**Extracted information**
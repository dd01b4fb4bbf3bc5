//! Command-line interface module for unclutter.
//!
//! This module handles all CLI-related functionality including:
//! - Argument parsing
//! - Run orchestration: root validation, category folder initialization,
//!   the concurrent walk, and log-file writing
//! - End-of-run reporting

use crate::config::SortConfig;
use crate::file_category::ExtensionTable;
use crate::file_processor::SortError;
use crate::output::OutputFormatter;
use crate::report::SortReport;
use crate::walker::{SortContext, create_category_folders, walk};
use clap::Parser;
use std::path::{Path, PathBuf};

/// Sort a folder's contents into category subfolders.
#[derive(Debug, Parser)]
#[command(name = "unclutter", version, about)]
pub struct Cli {
    /// Source folder to sort
    #[arg(short, long)]
    pub source: PathBuf,

    /// Optional TOML file with extra extension mappings
    #[arg(short, long)]
    pub config: Option<PathBuf>,
}

/// Runs one sort over the given root directory.
///
/// Validates the root (no filesystem effects if it is not a directory),
/// initializes the category folders, walks the tree, and always writes
/// `logs.txt` under the root afterward: a failure during folder
/// initialization or the walk is reported but does not suppress the log of
/// the work that did complete.
///
/// # Examples
///
/// ```no_run
/// use unclutter::cli::run_cli;
/// use std::path::Path;
///
/// if let Err(e) = run_cli(Path::new("/path/to/folder"), None) {
///     eprintln!("Error: {}", e);
/// }
/// ```
pub fn run_cli(source: &Path, config_path: Option<&Path>) -> Result<(), String> {
    if !source.is_dir() {
        return Err(SortError::InvalidRoot {
            path: source.to_path_buf(),
        }
        .to_string());
    }

    let config = SortConfig::load(config_path)
        .map_err(|e| format!("Error loading configuration: {}", e))?;
    let mut table = ExtensionTable::new();
    config
        .apply(&mut table)
        .map_err(|e| format!("Error in configuration: {}", e))?;

    OutputFormatter::info(&format!("Sorting contents of: {}", source.display()));

    let (report, run_result) = match create_category_folders(source) {
        Ok(ignored) => {
            let ctx = SortContext::new(source.to_path_buf(), table, ignored)
                .with_progress(OutputFormatter::create_spinner());
            let result = walk(&ctx, source);
            (ctx.into_report(), result)
        }
        Err(e) => (SortReport::new(), Err(e)),
    };

    if let Err(e) = run_result {
        OutputFormatter::error(&format!("Sorting stopped early: {}", e));
    }

    let log_path = report
        .write_log(source)
        .map_err(|e| format!("Failed to write log file: {}", e))?;

    OutputFormatter::summary_table(&report);
    OutputFormatter::success(&format!(
        "Finished at {}. See logs in '{}'",
        chrono::Local::now().format("%Y-%m-%d %H:%M:%S"),
        log_path.display()
    ));

    Ok(())
}

#[cfg(test)]
mod tests {
    use super::*;
    use clap::CommandFactory;

    #[test]
    fn test_cli_definition_is_valid() {
        Cli::command().debug_assert();
    }

    #[test]
    fn test_cli_parses_source_flag() {
        let cli = Cli::parse_from(["unclutter", "--source", "/tmp/tree"]);
        assert_eq!(cli.source, PathBuf::from("/tmp/tree"));
        assert!(cli.config.is_none());
    }

    #[test]
    fn test_cli_parses_short_flags() {
        let cli = Cli::parse_from(["unclutter", "-s", "/tmp/tree", "-c", "rules.toml"]);
        assert_eq!(cli.source, PathBuf::from("/tmp/tree"));
        assert_eq!(cli.config, Some(PathBuf::from("rules.toml")));
    }

    #[test]
    fn test_run_cli_rejects_missing_root() {
        let result = run_cli(Path::new("/definitely/not/a/real/folder"), None);
        assert!(result.is_err());
    }

    #[test]
    fn test_run_cli_writes_log_when_folder_init_fails() {
        let temp_dir = tempfile::TempDir::new().expect("Failed to create temp directory");
        let root = temp_dir.path();
        // A file squatting on a category folder name aborts initialization.
        std::fs::write(root.join("images"), b"not a folder").expect("write failed");
        std::fs::write(root.join("song.mp3"), b"audio").expect("write failed");

        run_cli(root, None).expect("run failed");

        // The failure was reported, the log was still written, and the walk
        // never started.
        assert!(root.join("logs.txt").exists());
        assert!(root.join("song.mp3").exists());
    }
}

**To do**
The response consists of the lines above that contain "unclutter".

**Solution for this task**
//! Command-line interface module for unclutter.
#[command(name = "unclutter", version, about)]
/// use unclutter::cli::run_cli;
        let cli = Cli::parse_from(["unclutter", "--source", "/tmp/tree"]);
        let cli = Cli::parse_from(["unclutter", "-s", "/tmp/tree", "-c", "rules.toml"]);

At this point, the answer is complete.